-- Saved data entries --
■ ■ ■ ■ ■ ■ ■
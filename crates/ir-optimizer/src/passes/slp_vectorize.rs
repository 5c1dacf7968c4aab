//! Straight-Line (SLP) Vectorizer
//!
//! Unrolled scalar code comes out of lowering as a run of chunks, each a few
//! loads and arithmetic ending in one store. Chunks with the same shape
//! whose memory accesses either advance by one element per chunk or stay on
//! the same element are packed `width` at a time into a single vector chunk.

use crate::{FunctionContext, FunctionPass, OptimizerError};
use codegen_ir::{BinaryOp, BufferId, Function, Inst, MemRef, Operand, Reg};
use std::collections::{HashMap, HashSet};
use tracing::debug;

#[derive(Debug, Clone)]
pub struct SlpVectorizer {
    width: usize,
    bundled: usize,
}

impl SlpVectorizer {
    pub fn new(width: usize) -> Self {
        Self { width, bundled: 0 }
    }

    pub fn width(&self) -> usize {
        self.width
    }

    /// Bundles formed over the lifetime of the pass
    pub fn bundled(&self) -> usize {
        self.bundled
    }
}

impl FunctionPass for SlpVectorizer {
    fn name(&self) -> &'static str {
        "slp-vectorize"
    }

    fn run(&mut self, function: &mut Function, _context: &FunctionContext<'_>) -> Result<bool, OptimizerError> {
        if self.width < 2 {
            return Ok(false);
        }
        function.sync_regs();

        let mut use_counts: HashMap<Reg, usize> = HashMap::new();
        for reg in function.body.iter().flat_map(Inst::uses) {
            *use_counts.entry(reg).or_default() += 1;
        }

        let items = split(std::mem::take(&mut function.body));
        let mut out = Vec::new();
        let mut bundles = 0;
        let mut index = 0;
        while index < items.len() {
            let group = items.get(index..index + self.width).and_then(|group| {
                let chunks: Option<Vec<&Chunk>> = group.iter().map(Item::as_chunk).collect();
                chunks.and_then(|chunks| Bundle::analyze(&chunks, &use_counts))
            });
            match group {
                Some(bundle) => {
                    out.extend(bundle.emit(function));
                    bundles += 1;
                    index += self.width;
                }
                None => {
                    out.extend(items[index].clone().into_insts());
                    index += 1;
                }
            }
        }
        function.body = out;

        if bundles > 0 {
            debug!("Packed {} bundles of {} chunks in {}", bundles, self.width, function.name);
        }
        self.bundled += bundles;
        Ok(bundles > 0)
    }
}

#[derive(Debug, Clone)]
struct Chunk {
    insts: Vec<Inst>,
}

#[derive(Debug, Clone)]
enum Item {
    Chunk(Chunk),
    Single(Inst),
}

impl Item {
    fn as_chunk(&self) -> Option<&Chunk> {
        match self {
            Item::Chunk(c) => Some(c),
            Item::Single(_) => None,
        }
    }

    fn into_insts(self) -> Vec<Inst> {
        match self {
            Item::Chunk(c) => c.insts,
            Item::Single(inst) => vec![inst],
        }
    }
}

/// Cut a body into chunks of loads and arithmetic closed by a store
fn split(body: Vec<Inst>) -> Vec<Item> {
    let mut items = Vec::new();
    let mut pending = Vec::new();
    for inst in body {
        match inst {
            Inst::Load { .. } | Inst::Binary { .. } => pending.push(inst),
            Inst::Store { .. } => {
                pending.push(inst);
                items.push(Item::Chunk(Chunk {
                    insts: std::mem::take(&mut pending),
                }));
            }
            Inst::Call { .. } | Inst::Loop(_) => {
                items.extend(pending.drain(..).map(Item::Single));
                items.push(Item::Single(inst));
            }
        }
    }
    items.extend(pending.into_iter().map(Item::Single));
    items
}

/// Chunk operand relative to the chunk
#[derive(Debug, Clone, Copy, PartialEq)]
enum Slot {
    /// Result of the instruction at this position
    Local(usize),
    Imm(f64),
}

#[derive(Debug, Clone, Copy, PartialEq)]
enum Shape {
    Load,
    Binary(BinaryOp, Slot, Slot),
    Store(Slot),
}

/// Chunk with registers replaced by positions
struct Normalized {
    shapes: Vec<Shape>,
    memory: Vec<MemRef>,
    loads: HashSet<(BufferId, isize)>,
    store: (BufferId, isize),
}

impl Normalized {
    fn new(chunk: &Chunk, use_counts: &HashMap<Reg, usize>) -> Option<Self> {
        let mut positions: HashMap<Reg, usize> = HashMap::new();
        let mut internal_uses: HashMap<Reg, usize> = HashMap::new();
        let mut shapes = Vec::with_capacity(chunk.insts.len());
        let mut memory = Vec::new();
        let mut loads = HashSet::new();
        let mut store = None;

        let mut slot = |operand: Operand, positions: &HashMap<Reg, usize>| match operand {
            Operand::Imm(v) => Some(Slot::Imm(v)),
            Operand::Reg(r) => {
                *internal_uses.entry(r).or_default() += 1;
                positions.get(&r).map(|p| Slot::Local(*p))
            }
        };

        for (position, inst) in chunk.insts.iter().enumerate() {
            let shape = match inst {
                Inst::Load { dst, src, lanes: 1 } if src.stride == 0 => {
                    positions.insert(*dst, position);
                    memory.push(*src);
                    loads.insert((src.buffer, src.offset));
                    Shape::Load
                }
                Inst::Binary { dst, op, lhs, rhs } => {
                    let shape = Shape::Binary(*op, slot(*lhs, &positions)?, slot(*rhs, &positions)?);
                    positions.insert(*dst, position);
                    shape
                }
                Inst::Store { dst, src, lanes: 1 } if dst.stride == 0 => {
                    memory.push(*dst);
                    store = Some((dst.buffer, dst.offset));
                    Shape::Store(slot(*src, &positions)?)
                }
                _ => return None,
            };
            shapes.push(shape);
        }

        // every value must die inside its chunk
        let escapes = positions
            .keys()
            .any(|r| use_counts.get(r).copied().unwrap_or(0) != internal_uses.get(r).copied().unwrap_or(0));
        if escapes {
            return None;
        }
        Some(Self {
            shapes,
            memory,
            loads,
            store: store?,
        })
    }
}

/// `width` isomorphic chunks ready to be packed
struct Bundle {
    first: Normalized,
    /// Per memory access: 1 when it advances with the chunk, 0 when shared
    strides: Vec<isize>,
    lanes: usize,
}

impl Bundle {
    fn analyze(chunks: &[&Chunk], use_counts: &HashMap<Reg, usize>) -> Option<Self> {
        let normalized: Vec<Normalized> = chunks
            .iter()
            .map(|c| Normalized::new(c, use_counts))
            .collect::<Option<_>>()?;
        let first = &normalized[0];
        let second = &normalized[1];

        let strides: Vec<isize> = first
            .memory
            .iter()
            .zip(&second.memory)
            .map(|(a, b)| b.offset - a.offset)
            .collect();
        if strides.len() != first.memory.len() || strides.iter().any(|s| *s != 0 && *s != 1) {
            return None;
        }
        // the store position is last in every chunk
        if strides.last() != Some(&1) {
            return None;
        }

        for (k, chunk) in normalized.iter().enumerate() {
            if chunk.shapes != first.shapes || chunk.memory.len() != first.memory.len() {
                return None;
            }
            let aligned = chunk.memory.iter().zip(&first.memory).zip(&strides).all(|((m, f), s)| {
                m.buffer == f.buffer && m.offset == f.offset + k as isize * s
            });
            if !aligned {
                return None;
            }
        }

        // packed loads run before the stores of earlier chunks
        for (j, earlier) in normalized.iter().enumerate() {
            if normalized[j + 1..].iter().any(|later| later.loads.contains(&earlier.store)) {
                return None;
            }
        }

        let lanes = normalized.len();
        let first = normalized.into_iter().next()?;
        Some(Self { first, strides, lanes })
    }

    fn emit(&self, function: &mut Function) -> Vec<Inst> {
        let mut regs: Vec<Option<Reg>> = vec![None; self.first.shapes.len()];
        let mut memory = self.first.memory.iter().zip(&self.strides);
        let mut out = Vec::with_capacity(self.first.shapes.len());

        let operand = |slot: Slot, regs: &[Option<Reg>]| match slot {
            Slot::Imm(v) => Operand::Imm(v),
            Slot::Local(p) => Operand::Reg(regs[p].unwrap_or_default()),
        };

        for (position, shape) in self.first.shapes.iter().enumerate() {
            match shape {
                Shape::Load => {
                    let Some((base, stride)) = memory.next() else { break };
                    let dst = function.fresh_reg();
                    regs[position] = Some(dst);
                    let lanes = if *stride == 1 { self.lanes } else { 1 };
                    out.push(Inst::Load {
                        dst,
                        src: MemRef::new(base.buffer, base.offset, *stride),
                        lanes,
                    });
                }
                Shape::Binary(op, lhs, rhs) => {
                    let dst = function.fresh_reg();
                    out.push(Inst::Binary {
                        dst,
                        op: *op,
                        lhs: operand(*lhs, &regs),
                        rhs: operand(*rhs, &regs),
                    });
                    regs[position] = Some(dst);
                }
                Shape::Store(src) => {
                    let Some((base, _)) = memory.next() else { break };
                    out.push(Inst::Store {
                        dst: MemRef::new(base.buffer, base.offset, 1),
                        src: operand(*src, &regs),
                        lanes: self.lanes,
                    });
                }
            }
        }
        out
    }
}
■ ■ ■ ■ ■ ■ ■
-- PROBLEM REQUIREMENTS --
Say, as a bare number, how many lines above contain the word "strides".

-- PROBLEM SOLUTION --
7